Jon Phillips | @jonphillipssf
Editor-in-Chief, PCWorld

Jun 1, 2015 6:00 PM
Bob Roohparvar tells a killer story of industrial espionage. He says the robbery occurred last October at his Batteroo office space in a sprawling Silicon Valley office park. The target was intellectual property surrounding Batteriser, a simple metal sleeve that promises to give consumers up to _eight times_ more life from their disposable batteries, AAA through D.




batteroo
The crooks clearly knew the building layout, and exactly what they were looking for—namely, a breakthrough technology that, if legit, could blow the lid off an alkaline battery industry that’s worth $3.4 billion annually in the US alone.

“It was a very, very professional job,” says Roohparvar. “They passed by all the offices with open doors, and then banged the hell out of my door, breaking it in. The doorknob was slammed so hard into the wall, it got stuck in the plaster. They took my hard disk and a bunch of USB drives. They took our Batteriser samples. They knew exactly how much time they had before the police would respond.”

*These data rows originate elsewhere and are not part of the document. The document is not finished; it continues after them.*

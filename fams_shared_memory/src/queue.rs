//! Cross-process blocking message queue.
//!
//! A [`SharedQueue`] is a bounded ring of length-prefixed records inside a
//! shared memory segment. Senders block while the ring is full, receivers
//! block while it is empty, and [`SharedQueue::signal_end`] wakes everybody
//! in every attached process.

use crate::error::{QueueError, QueueResult};
use crate::platform::{
    MemoryConfig, attach_segment_mmap, create_segment_mmap, get_current_pid, is_process_alive,
    remove_segment, segment_len, segment_path,
};
use crate::segment::{QueueHeader, QueueState, RECORD_PREFIX_LEN, header_len, validate_capacity};
use memmap2::MmapMut;
use nix::sys::time::TimeSpec;
use nix::time::{ClockId, clock_gettime};
use std::cell::UnsafeCell;
use std::io::ErrorKind;
use std::path::{Path, PathBuf};
use std::ptr::NonNull;
use std::sync::atomic::{AtomicBool, Ordering};
use std::time::Duration;
use tracing::{debug, error, info, warn};

/// Result of a receive.
#[derive(Debug, Clone, PartialEq, Eq)]
pub enum Received {
    /// One complete message.
    Message(Vec<u8>),
    /// End-of-stream was signaled on the queue.
    EndOfStream,
}

/// Named, capacity-bounded, cross-process FIFO.
///
/// The creating handle owns the segment and unlinks it on [`release`] or
/// drop. Handles from [`open`] only attach.
///
/// [`release`]: SharedQueue::release
/// [`open`]: SharedQueue::open
pub struct SharedQueue {
    name: String,
    path: PathBuf,
    header: NonNull<QueueHeader>,
    ring: NonNull<u8>,
    capacity: usize,
    owner: bool,
    released: AtomicBool,
    _mmap: MmapMut,
}

// All access to the mapping goes through the process-shared mutex or atomics.
unsafe impl Send for SharedQueue {}
unsafe impl Sync for SharedQueue {}

fn validate_name(name: &str) -> QueueResult<()> {
    if name.is_empty() || name.contains('/') || name.len() > 200 {
        return Err(QueueError::InvalidName {
            name: name.to_string(),
        });
    }
    Ok(())
}

impl SharedQueue {
    /// Create a queue with a ring of `capacity` bytes.
    ///
    /// A leftover segment of the same name whose creator is dead is removed
    /// first.
    ///
    /// # Errors
    ///
    /// - [`QueueError::InvalidName`] / [`QueueError::InvalidCapacity`]
    /// - [`QueueError::AlreadyExists`] if a live process owns the name
    /// - [`QueueError::Io`] / [`QueueError::Sync`] if the OS resource cannot be set up
    pub fn create(name: &str, capacity: usize) -> QueueResult<Self> {
        validate_name(name)?;
        validate_capacity(capacity)?;

        let path = segment_path(name);
        if path.exists() {
            Self::reclaim_stale(name, &path)?;
        }

        let creator_pid = get_current_pid();
        let mut mmap = create_segment_mmap(&path, header_len() + capacity, &MemoryConfig::default())
            .map_err(|e| match e {
                QueueError::Io { source } if source.kind() == ErrorKind::AlreadyExists => {
                    QueueError::AlreadyExists {
                        name: name.to_string(),
                    }
                }
                other => other,
            })?;

        let header = mmap.as_mut_ptr() as *mut QueueHeader;
        if let Err(e) = unsafe { QueueHeader::initialize(header, capacity, creator_pid) } {
            let _ = remove_segment(&path);
            return Err(e);
        }

        info!(queue = %name, capacity, "created shared queue");
        Self::from_mapping(name, path, mmap, capacity, true)
    }

    /// Attach to an existing queue.
    ///
    /// # Errors
    ///
    /// - [`QueueError::NotFound`] if no segment exists
    /// - [`QueueError::InvalidHeader`] if it is not a ready queue segment
    pub fn open(name: &str) -> QueueResult<Self> {
        validate_name(name)?;
        let path = segment_path(name);

        let len = segment_len(&path).map_err(|e| Self::not_found(name, e))? as usize;
        if len < header_len() {
            return Err(QueueError::InvalidHeader {
                name: name.to_string(),
                reason: format!("segment is only {len} bytes"),
            });
        }

        let mut mmap = attach_segment_mmap(&path).map_err(|e| Self::not_found(name, e))?;
        let header = mmap.as_mut_ptr() as *mut QueueHeader;
        let capacity = unsafe { (*header).validate(name, mmap.len())? };

        debug!(queue = %name, capacity, "attached to shared queue");
        Self::from_mapping(name, path, mmap, capacity, false)
    }

    fn not_found(name: &str, e: QueueError) -> QueueError {
        match e {
            QueueError::Io { source } if source.kind() == ErrorKind::NotFound => QueueError::NotFound {
                name: name.to_string(),
            },
            other => other,
        }
    }

    fn from_mapping(
        name: &str,
        path: PathBuf,
        mut mmap: MmapMut,
        capacity: usize,
        owner: bool,
    ) -> QueueResult<Self> {
        let base = NonNull::new(mmap.as_mut_ptr()).ok_or_else(|| QueueError::InvalidHeader {
            name: name.to_string(),
            reason: "null mapping".to_string(),
        })?;
        let ring = unsafe { base.add(header_len()) };
        Ok(Self {
            name: name.to_string(),
            path,
            header: base.cast::<QueueHeader>(),
            ring,
            capacity,
            owner,
            released: AtomicBool::new(false),
            _mmap: mmap,
        })
    }

    fn reclaim_stale(name: &str, path: &Path) -> QueueResult<()> {
        let len = segment_len(path)? as usize;
        if len >= header_len() {
            let mmap = attach_segment_mmap(path)?;
            let header = unsafe { &*(mmap.as_ptr() as *const QueueHeader) };
            let pid = header.creator_pid();
            if header.validate(name, len).is_ok() && is_process_alive(pid) {
                return Err(QueueError::AlreadyExists {
                    name: name.to_string(),
                });
            }
            warn!(queue = %name, creator_pid = pid, "reclaiming stale queue segment");
        } else {
            warn!(queue = %name, len, "removing truncated queue segment");
        }
        remove_segment(path)
    }

    #[inline]
    fn header(&self) -> &QueueHeader {
        unsafe { self.header.as_ref() }
    }

    /// Queue name.
    pub fn name(&self) -> &str {
        &self.name
    }

    /// Ring capacity in bytes.
    pub fn capacity(&self) -> usize {
        self.capacity
    }

    /// True for the handle that created the segment.
    pub fn is_owner(&self) -> bool {
        self.owner
    }

    /// Pid of the creating process.
    pub fn creator_pid(&self) -> u32 {
        self.header().creator_pid()
    }

    /// Messages currently queued.
    pub fn message_count(&self) -> usize {
        self.header().messages.load(Ordering::Acquire) as usize
    }

    /// Ring bytes currently occupied, length prefixes included.
    pub fn used_bytes(&self) -> usize {
        self.header().used.load(Ordering::Acquire) as usize
    }

    /// True once end-of-stream has been signaled.
    pub fn is_ended(&self) -> bool {
        self.header().state().contains(QueueState::ENDED)
    }

    /// Enqueue one message, blocking while the ring is full.
    ///
    /// # Errors
    ///
    /// - [`QueueError::EmptyMessage`] for an empty slice
    /// - [`QueueError::MessageTooLarge`] if the message can never fit
    /// - [`QueueError::Ended`] once end-of-stream was signaled
    pub fn send(&self, message: &[u8]) -> QueueResult<()> {
        if message.is_empty() {
            return Err(QueueError::EmptyMessage);
        }
        let record = RECORD_PREFIX_LEN + message.len();
        if record > self.capacity {
            return Err(QueueError::MessageTooLarge {
                size: message.len(),
                capacity: self.capacity,
            });
        }

        let guard = self.lock()?;
        let header = self.header();
        loop {
            if header.state().contains(QueueState::ENDED) {
                return Err(QueueError::Ended {
                    name: self.name.clone(),
                });
            }
            let used = header.used.load(Ordering::Relaxed) as usize;
            if self.capacity - used >= record {
                break;
            }
            guard.wait(&header.not_full, None)?;
        }

        let head = header.head.load(Ordering::Relaxed) as usize;
        let used = header.used.load(Ordering::Relaxed) as usize;
        let tail = (head + used) % self.capacity;
        let prefix = (message.len() as u32).to_le_bytes();
        unsafe {
            self.ring_write(tail, &prefix);
            self.ring_write((tail + RECORD_PREFIX_LEN) % self.capacity, message);
        }
        header.used.store((used + record) as u64, Ordering::Release);
        header.messages.fetch_add(1, Ordering::AcqRel);

        unsafe { libc::pthread_cond_signal(header.not_empty.get()) };
        Ok(())
    }

    /// Dequeue the next message, blocking while the ring is empty.
    ///
    /// Returns [`Received::EndOfStream`] immediately once end-of-stream was
    /// signaled, even if messages are still queued.
    pub fn receive(&self) -> QueueResult<Received> {
        // Without a deadline the wait never times out.
        Ok(self.receive_until(None)?.unwrap_or(Received::EndOfStream))
    }

    /// Like [`receive`](Self::receive) but gives up after `timeout`, returning `None`.
    pub fn receive_timeout(&self, timeout: Duration) -> QueueResult<Option<Received>> {
        let now = clock_gettime(ClockId::CLOCK_MONOTONIC)?;
        let deadline = now + TimeSpec::from(timeout);
        self.receive_until(Some(deadline))
    }

    fn receive_until(&self, deadline: Option<TimeSpec>) -> QueueResult<Option<Received>> {
        let guard = self.lock()?;
        let header = self.header();
        loop {
            if header.state().contains(QueueState::ENDED) {
                return Ok(Some(Received::EndOfStream));
            }
            if header.messages.load(Ordering::Relaxed) > 0 {
                break;
            }
            if guard.wait(&header.not_empty, deadline.as_ref())? {
                return Ok(None);
            }
        }

        let message = self.pop_locked()?;
        unsafe { libc::pthread_cond_broadcast(header.not_full.get()) };
        Ok(Some(Received::Message(message)))
    }

    fn pop_locked(&self) -> QueueResult<Vec<u8>> {
        let header = self.header();
        let head = header.head.load(Ordering::Relaxed) as usize;
        let used = header.used.load(Ordering::Relaxed) as usize;

        let mut prefix = [0u8; RECORD_PREFIX_LEN];
        unsafe { self.ring_read(head, &mut prefix) };
        let len = u32::from_le_bytes(prefix) as usize;
        let record = RECORD_PREFIX_LEN + len;
        if len == 0 || record > used {
            self.reset_ring_locked();
            return Err(QueueError::InvalidHeader {
                name: self.name.clone(),
                reason: format!("corrupt record of {len} bytes with {used} used"),
            });
        }

        let mut message = vec![0u8; len];
        unsafe { self.ring_read((head + RECORD_PREFIX_LEN) % self.capacity, &mut message) };

        header
            .head
            .store(((head + record) % self.capacity) as u64, Ordering::Relaxed);
        header.used.store((used - record) as u64, Ordering::Release);
        header.messages.fetch_sub(1, Ordering::AcqRel);
        Ok(message)
    }

    fn reset_ring_locked(&self) {
        let header = self.header();
        error!(queue = %self.name, "queue ring inconsistent, discarding queued messages");
        header.head.store(0, Ordering::Relaxed);
        header.used.store(0, Ordering::Release);
        header.messages.store(0, Ordering::Release);
        unsafe { libc::pthread_cond_broadcast(header.not_full.get()) };
    }

    /// Signal end-of-stream. Idempotent.
    ///
    /// Wakes every sender and receiver blocked on this queue in any process.
    pub fn signal_end(&self) -> QueueResult<()> {
        let _guard = self.lock()?;
        let header = self.header();
        let previous = header
            .state
            .fetch_or(QueueState::ENDED.bits(), Ordering::AcqRel);
        unsafe {
            libc::pthread_cond_broadcast(header.not_empty.get());
            libc::pthread_cond_broadcast(header.not_full.get());
        }
        if previous & QueueState::ENDED.bits() == 0 {
            info!(queue = %self.name, pending = self.message_count(), "end of stream signaled");
        }
        Ok(())
    }

    /// Unlink the OS resource. Only the creating handle unlinks; other
    /// handles return `Ok` without effect.
    ///
    /// Processes that still map the segment keep working on their mapping,
    /// but the name becomes free for a new queue.
    pub fn release(&self) -> QueueResult<()> {
        if !self.owner {
            debug!(queue = %self.name, "release ignored on non-owning handle");
            return Ok(());
        }
        if self.released.swap(true, Ordering::AcqRel) {
            return Ok(());
        }
        remove_segment(&self.path)?;
        info!(queue = %self.name, "released shared queue");
        Ok(())
    }

    /// # Safety
    ///
    /// Caller holds the queue mutex and `pos < capacity`.
    unsafe fn ring_write(&self, pos: usize, data: &[u8]) {
        let first = data.len().min(self.capacity - pos);
        unsafe {
            std::ptr::copy_nonoverlapping(data.as_ptr(), self.ring.as_ptr().add(pos), first);
            std::ptr::copy_nonoverlapping(
                data.as_ptr().add(first),
                self.ring.as_ptr(),
                data.len() - first,
            );
        }
    }

    /// # Safety
    ///
    /// Caller holds the queue mutex and `pos < capacity`.
    unsafe fn ring_read(&self, pos: usize, out: &mut [u8]) {
        let first = out.len().min(self.capacity - pos);
        unsafe {
            std::ptr::copy_nonoverlapping(self.ring.as_ptr().add(pos), out.as_mut_ptr(), first);
            std::ptr::copy_nonoverlapping(
                self.ring.as_ptr(),
                out.as_mut_ptr().add(first),
                out.len() - first,
            );
        }
    }

    fn lock(&self) -> QueueResult<LockGuard<'_>> {
        let rc = unsafe { libc::pthread_mutex_lock(self.header().mutex.get()) };
        self.after_acquire("pthread_mutex_lock", rc)?;
        Ok(LockGuard { queue: self })
    }

    /// Handle the return code of a call that (re)acquires the mutex.
    fn after_acquire(&self, operation: &'static str, rc: i32) -> QueueResult<()> {
        match rc {
            0 => Ok(()),
            libc::EOWNERDEAD => {
                warn!(queue = %self.name, "previous lock holder died, recovering queue");
                let rc = unsafe { libc::pthread_mutex_consistent(self.header().mutex.get()) };
                if rc != 0 {
                    unsafe { libc::pthread_mutex_unlock(self.header().mutex.get()) };
                    return Err(QueueError::Sync {
                        operation: "pthread_mutex_consistent",
                        code: rc,
                    });
                }
                self.repair_ring_locked();
                Ok(())
            }
            code => Err(QueueError::Sync { operation, code }),
        }
    }

    fn repair_ring_locked(&self) {
        let header = self.header();
        let used = header.used.load(Ordering::Relaxed) as usize;
        let head = header.head.load(Ordering::Relaxed) as usize;
        let messages = header.messages.load(Ordering::Relaxed);
        if used > self.capacity || head >= self.capacity || (messages == 0) != (used == 0) {
            self.reset_ring_locked();
        }
    }
}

Roohparvar, who has a Ph.D. in electrical engineering and a long career in power management including a VP stint at Broadcom and a CEO stint at FlexPower, says he’s not worried about the theft, because Batteriser has full patent protection. But once the battery manufacturers grasp what Batteriser can do—assuming it works as advertised—_they_ might be worried by this simple gadget, which will cost just $10 for a pack of four when it goes on sale in September.

*How Batteriser gives your batteries 8 new lives*
A completely new alkaline battery is rated to generate 1.5 volts, but once its output drops below 1.35 or even 1.4 volts, it effectively becomes useless to many devices. The battery’s chemical cocktail is still loaded with juice, but the circuitry in many gadgets (especially more sophisticated ones, like Bluetooth keyboards and bathroom scales) considers the battery dead.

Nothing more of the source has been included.